---- Source material
use std::collections::VecDeque;

use island_terrain::flood_fill::flood_fill;
use island_terrain::height_profile::{ColumnZone, HeightProfileCalculator};
use island_terrain::noise_field::NoiseField;
use island_terrain::rasterize::rasterize;
use island_terrain::shoreline::{shoreline_sand_pass, ShorelineParams};
use island_terrain::tilemap::Tilemap;
use island_terrain::{generate, BlockGrid, BlockType, TerrainConfig};

/// Rasterize and flood a grid, stopping before the sand pass.
fn flooded_grid(config: &TerrainConfig) -> BlockGrid {
    let noise = NoiseField::new(config.seed);
    let calc = HeightProfileCalculator::new(config, &noise);
    let mut grid = BlockGrid::new(config.columns, config.rows);
    rasterize(&mut grid, &calc);
    flood_fill(&mut grid, config.water_row());
    grid
}

#[test]
fn test_deterministic_generation() {
    let config = TerrainConfig::with_seed(2024);
    let a = generate(&config).unwrap();
    let b = generate(&config).unwrap();
    assert_eq!(a, b);

    let other = generate(&TerrainConfig::with_seed(2025)).unwrap();
    assert_ne!(a, other);
}

#[test]
fn test_island_stone_below_surface() {
    for seed in [1, 99, 4242] {
        let config = TerrainConfig::with_seed(seed);
        let noise = NoiseField::new(seed);
        let calc = HeightProfileCalculator::new(&config, &noise);

        for col in 0..config.columns {
            if calc.zone(col) != ColumnZone::Island {
                continue;
            }
            let profile = calc.profile(col);
            assert!(profile.stone_row() >= profile.top_row() + 1, "seed {seed} column {col}");
        }
    }
}

#[test]
fn test_no_water_above_water_row() {
    let config = TerrainConfig::with_seed(7);
    let grid = generate(&config).unwrap();
    let water_row = config.water_row();

    for (col, row, block) in grid.iter() {
        if block == BlockType::Water {
            assert!(row >= water_row, "water at ({col}, {row}) above row {water_row}");
        }
    }
    assert!(grid.count(BlockType::Water) > 0);
}

#[test]
fn test_flood_fill_idempotent_on_generated_grid() {
    let config = TerrainConfig::with_seed(31);
    let mut grid = generate(&config).unwrap();
    let before = grid.clone();

    let stats = flood_fill(&mut grid, config.water_row());
    assert_eq!(stats.filled, 0);
    assert_eq!(grid, before);
}

#[test]
fn test_every_water_cell_reachable_from_boundary() {
    let config = TerrainConfig::with_seed(55);
    let grid = generate(&config).unwrap();
    let (columns, rows) = (grid.columns(), grid.rows());

    let mut seen = Tilemap::new_with(columns, rows, false);
    let mut queue = VecDeque::new();
    for col in 0..columns {
        for row in 0..rows {
            let on_boundary = row == rows - 1 || col == 0 || col == columns - 1;
            if on_boundary && grid.is(col, row, BlockType::Water) {
                seen.set(col, row, true);
                queue.push_back((col, row));
            }
        }
    }
    let mut reached = 0;
    while let Some((col, row)) = queue.pop_front() {
        reached += 1;
        for (nx, ny) in grid.neighbors(col, row) {
            if !*seen.get(nx, ny) && grid.is(nx, ny, BlockType::Water) {
                seen.set(nx, ny, true);
                queue.push_back((nx, ny));
            }
        }
    }

    assert_eq!(reached, grid.count(BlockType::Water));
}

#[test]
fn test_enclosed_pocket_stays_air() {
    let config = TerrainConfig::with_seed(8);
    let noise = NoiseField::new(config.seed);
    let calc = HeightProfileCalculator::new(&config, &noise);
    let mut grid = BlockGrid::new(config.columns, config.rows);
    rasterize(&mut grid, &calc);

    // Carve a 3x3 cave deep in the island's stone
    let mid = config.columns / 2;
    for col in mid..mid + 3 {
        for row in 150..153 {
            assert_eq!(grid.get_block_type(col, row), BlockType::Stone);
            grid.set_block(col, row, BlockType::Air).unwrap();
        }
    }

    flood_fill(&mut grid, config.water_row());

    for col in mid..mid + 3 {
        for row in 150..153 {
            assert_eq!(grid.get_block_type(col, row), BlockType::Air, "({col}, {row})");
        }
    }
}

#[test]
fn test_sand_only_from_shore_or_above() {
    let config = TerrainConfig::with_seed(19);
    let before = flooded_grid(&config);
    let mut after = before.clone();
    let params = ShorelineParams::from_config(&config);
    let stats = shoreline_sand_pass(&mut after, &params);
    assert!(stats.converted() > 0);

    let borders_water = |col: usize, row: usize| {
        before
            .neighbors_8(col, row)
            .into_iter()
            .any(|(nx, ny)| before.is(nx, ny, BlockType::Water))
    };
    let converted = |col: usize, row: usize| {
        before.get_block_type(col, row) != BlockType::Sand && after.is(col, row, BlockType::Sand)
    };

    let mut changed = 0;
    for (col, row, block) in after.iter() {
        if block == before.get_block_type(col, row) {
            continue;
        }
        changed += 1;
        assert_eq!(block, BlockType::Sand);
        if borders_water(col, row) {
            continue;
        }

        // Otherwise a shore cell must sit directly above within max_depth, all converted
        let shore_above = (1..=params.max_depth).any(|depth| {
            row >= depth
                && (1..=depth).all(|d| converted(col, row - d))
                && borders_water(col, row - depth)
        });
        assert!(shore_above, "({col}, {row}) converted without a shore cell above");
    }
    assert_eq!(changed, stats.converted());
}

#[test]
fn test_edge_columns_have_no_stone() {
    let config = TerrainConfig::with_seed(3);
    let grid = generate(&config).unwrap();
    let width = config.edge_taper_width as usize;

    for col in (0..width).chain(config.columns - width..config.columns) {
        for row in 0..config.rows {
            assert_ne!(grid.get_block_type(col, row), BlockType::Stone, "stone at ({col}, {row})");
        }
    }
}

#[test]
fn test_interior_surface_matches_noise() {
    let config = TerrainConfig::with_seed(64);
    let grid = generate(&config).unwrap();
    let noise = NoiseField::new(config.seed);
    let taper = config.island_taper_width as usize;

    for col in config.island_start_col() + taper + 1..config.island_end_col() - taper - 1 {
        let expected = config.mean_ground_level
            + (noise.sample(col as f64 * config.noise_scale) * config.surface_variation).round() as i32;
        assert_eq!(grid.column_surface(col), Some(expected as usize), "column {col}");
        assert_eq!(grid.get_block_type(col, expected as usize), BlockType::Grass);
    }
}

#[test]
fn test_invalid_config_returns_error() {
    let config = TerrainConfig {
        edge_taper_width: -1.0,
        ..TerrainConfig::default()
    };
    assert!(generate(&config).is_err());
}

#[test]
fn test_extreme_constants_return_error() {
    let configs = [
        TerrainConfig {
            surface_variation: 1e10,
            ..TerrainConfig::default()
        },
        TerrainConfig {
            min_stone_gap: i32::MAX,
            ..TerrainConfig::default()
        },
        TerrainConfig {
            shoreline_scan_depth: usize::MAX,
            ..TerrainConfig::default()
        },
        TerrainConfig {
            edge_floor_offset: i32::MAX,
            ..TerrainConfig::default()
        },
        TerrainConfig {
            edge_stone_row: 200,
            ..TerrainConfig::default()
        },
    ];
    for config in &configs {
        assert!(generate(config).is_err(), "{config:?}");
    }
}
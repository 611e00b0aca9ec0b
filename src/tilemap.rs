/// A 2D tilemap grid indexed by (column, row). Row 0 is the top of the map.
///
/// Unlike a planet map the side view does not wrap: every edge is a hard
/// boundary.
#[derive(Clone, Debug, PartialEq, Eq)]
pub struct Tilemap<T> {
    pub width: usize,
    pub height: usize,
    data: Vec<T>,
}

impl<T: Clone + Default> Tilemap<T> {
    pub fn new(width: usize, height: usize) -> Self {
        Self {
            width,
            height,
            data: vec![T::default(); width * height],
        }
    }
}

impl<T: Clone> Tilemap<T> {
    pub fn new_with(width: usize, height: usize, value: T) -> Self {
        Self {
            width,
            height,
            data: vec![value; width * height],
        }
    }

    /// Get the index into the data array.
    fn index(&self, x: usize, y: usize) -> usize {
        debug_assert!(self.in_bounds(x, y), "({x}, {y}) outside {}x{}", self.width, self.height);
        y * self.width + x
    }

    pub fn in_bounds(&self, x: usize, y: usize) -> bool {
        x < self.width && y < self.height
    }

    pub fn get(&self, x: usize, y: usize) -> &T {
        &self.data[self.index(x, y)]
    }

    /// Bounds-checked read.
    pub fn try_get(&self, x: usize, y: usize) -> Option<&T> {
        if self.in_bounds(x, y) {
            Some(self.get(x, y))
        } else {
            None
        }
    }

    pub fn set(&mut self, x: usize, y: usize, value: T) {
        let idx = self.index(x, y);
        self.data[idx] = value;
    }

    /// Get neighbors with 4-connectivity (left, right, up, down).
    /// Cells on the border simply have fewer neighbors.
    pub fn neighbors(&self, x: usize, y: usize) -> Vec<(usize, usize)> {
        let mut result = Vec::with_capacity(4);

        if x > 0 {
            result.push((x - 1, y));
        }
        if x + 1 < self.width {
            result.push((x + 1, y));
        }
        if y > 0 {
            result.push((x, y - 1));
        }
        if y + 1 < self.height {
            result.push((x, y + 1));
        }

        result
    }

    /// Get 8-connected neighbors (including diagonals), clipped at the borders.
    pub fn neighbors_8(&self, x: usize, y: usize) -> Vec<(usize, usize)> {
        let mut result = Vec::with_capacity(8);

        for dy in -1i64..=1 {
            for dx in -1i64..=1 {
                if dx == 0 && dy == 0 {
                    continue;
                }

                let nx = x as i64 + dx;
                let ny = y as i64 + dy;
                if nx >= 0 && ny >= 0 && (nx as usize) < self.width && (ny as usize) < self.height {
                    result.push((nx as usize, ny as usize));
                }
            }
        }

        result
    }

    /// Iterate over all cells with their coordinates, row by row.
    pub fn iter(&self) -> impl Iterator<Item = (usize, usize, &T)> {
        let width = self.width;
        self.data.iter().enumerate().map(move |(idx, val)| {
            let x = idx % width;
            let y = idx / width;
            (x, y, val)
        })
    }
}
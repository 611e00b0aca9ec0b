//! Block statistics for a generated grid

use std::collections::BTreeMap;

use crate::block::BlockType;
use crate::grid::BlockGrid;

/// Per-block counts for a grid.
#[derive(Clone, Debug, Default)]
pub struct GridStats {
    pub total_cells: usize,
    pub air: usize,
    pub water: usize,
    pub sand: usize,
    pub dirt: usize,
    pub grass: usize,
    pub stone: usize,
    /// Highest non-Air row over all columns
    pub highest_surface: Option<usize>,
}

impl GridStats {
    pub fn solid_cells(&self) -> usize {
        self.sand + self.dirt + self.grass + self.stone
    }

    pub fn fraction(&self, count: usize) -> f64 {
        if self.total_cells == 0 {
            0.0
        } else {
            count as f64 / self.total_cells as f64
        }
    }

    pub fn count(&self, block: BlockType) -> usize {
        match block {
            BlockType::Air => self.air,
            BlockType::Water => self.water,
            BlockType::Sand => self.sand,
            BlockType::Dirt => self.dirt,
            BlockType::Grass => self.grass,
            BlockType::Stone => self.stone,
        }
    }

    /// Counts keyed by block name, for display.
    pub fn by_name(&self) -> BTreeMap<&'static str, usize> {
        BlockType::all()
            .iter()
            .map(|b| (b.display_name(), self.count(*b)))
            .collect()
    }
}

/// Count every block in the grid.
pub fn grid_stats(grid: &BlockGrid) -> GridStats {
    let mut stats = GridStats {
        total_cells: grid.columns() * grid.rows(),
        ..GridStats::default()
    };

    for (_, _, block) in grid.iter() {
        match block {
            BlockType::Air => stats.air += 1,
            BlockType::Water => stats.water += 1,
            BlockType::Sand => stats.sand += 1,
            BlockType::Dirt => stats.dirt += 1,
            BlockType::Grass => stats.grass += 1,
            BlockType::Stone => stats.stone += 1,
        }
    }

    stats.highest_surface = (0..grid.columns()).filter_map(|col| grid.column_surface(col)).min();
    stats
}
--------
» Exercise instructions: Taking the entries above, write out exactly the lines starting with the line containing "if dx == 0 &&" and going on through the line containing "let ny = y as i64 + dy;", both included, and nothing else.

» Answer box:
                if dx == 0 && dy == 0 {
                    continue;
                }

                let nx = x as i64 + dx;
                let ny = y as i64 + dy;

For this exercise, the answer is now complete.